> Problem statement:
Repeat the records exactly, so that each line matches the original.
---------- Raw data
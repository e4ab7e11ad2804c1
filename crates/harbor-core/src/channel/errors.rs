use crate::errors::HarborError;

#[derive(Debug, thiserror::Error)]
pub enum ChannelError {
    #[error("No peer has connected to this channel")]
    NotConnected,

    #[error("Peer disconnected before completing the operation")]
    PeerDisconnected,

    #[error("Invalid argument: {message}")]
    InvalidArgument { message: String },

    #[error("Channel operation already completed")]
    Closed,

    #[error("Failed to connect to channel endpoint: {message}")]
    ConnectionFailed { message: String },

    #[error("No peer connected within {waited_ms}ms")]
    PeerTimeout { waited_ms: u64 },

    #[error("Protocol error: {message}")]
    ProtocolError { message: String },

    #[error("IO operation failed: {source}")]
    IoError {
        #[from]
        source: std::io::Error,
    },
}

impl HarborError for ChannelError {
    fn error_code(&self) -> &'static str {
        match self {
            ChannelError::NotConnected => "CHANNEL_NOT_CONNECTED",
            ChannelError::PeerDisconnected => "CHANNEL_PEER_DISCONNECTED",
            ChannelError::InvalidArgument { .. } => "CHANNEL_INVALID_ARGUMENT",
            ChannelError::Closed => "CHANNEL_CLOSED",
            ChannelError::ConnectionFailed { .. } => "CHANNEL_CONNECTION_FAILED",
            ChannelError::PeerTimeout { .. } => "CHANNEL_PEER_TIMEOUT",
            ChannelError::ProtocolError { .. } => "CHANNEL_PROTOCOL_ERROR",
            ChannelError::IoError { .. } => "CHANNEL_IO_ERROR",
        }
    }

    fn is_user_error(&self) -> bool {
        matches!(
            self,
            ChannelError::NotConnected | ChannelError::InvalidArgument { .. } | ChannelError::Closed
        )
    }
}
--------------------
> Written reply:
repository e4ab7e11ad2804c1
filename crates/harbor-core/src/channel/errors.rs
use crate::errors::HarborError;

#[derive(Debug, thiserror::Error)]
pub enum ChannelError {
    #[error("No peer has connected to this channel")]
    NotConnected,

    #[error("Peer disconnected before completing the operation")]
    PeerDisconnected,

    #[error("Invalid argument: {message}")]
    InvalidArgument { message: String },

    #[error("Channel operation already completed")]
    Closed,

    #[error("Failed to connect to channel endpoint: {message}")]
    ConnectionFailed { message: String },

    #[error("No peer connected within {waited_ms}ms")]
    PeerTimeout { waited_ms: u64 },

    #[error("Protocol error: {message}")]
    ProtocolError { message: String },

    #[error("IO operation failed: {source}")]
    IoError {
        #[from]
        source: std::io::Error,
    },
}

impl HarborError for ChannelError {
    fn error_code(&self) -> &'static str {
        match self {
            ChannelError::NotConnected => "CHANNEL_NOT_CONNECTED",
            ChannelError::PeerDisconnected => "CHANNEL_PEER_DISCONNECTED",
            ChannelError::InvalidArgument { .. } => "CHANNEL_INVALID_ARGUMENT",
            ChannelError::Closed => "CHANNEL_CLOSED",
            ChannelError::ConnectionFailed { .. } => "CHANNEL_CONNECTION_FAILED",
            ChannelError::PeerTimeout { .. } => "CHANNEL_PEER_TIMEOUT",
            ChannelError::ProtocolError { .. } => "CHANNEL_PROTOCOL_ERROR",
            ChannelError::IoError { .. } => "CHANNEL_IO_ERROR",
        }
    }

    fn is_user_error(&self) -> bool {
        matches!(
            self,
            ChannelError::NotConnected | ChannelError::InvalidArgument { .. } | ChannelError::Closed
        )
    }
}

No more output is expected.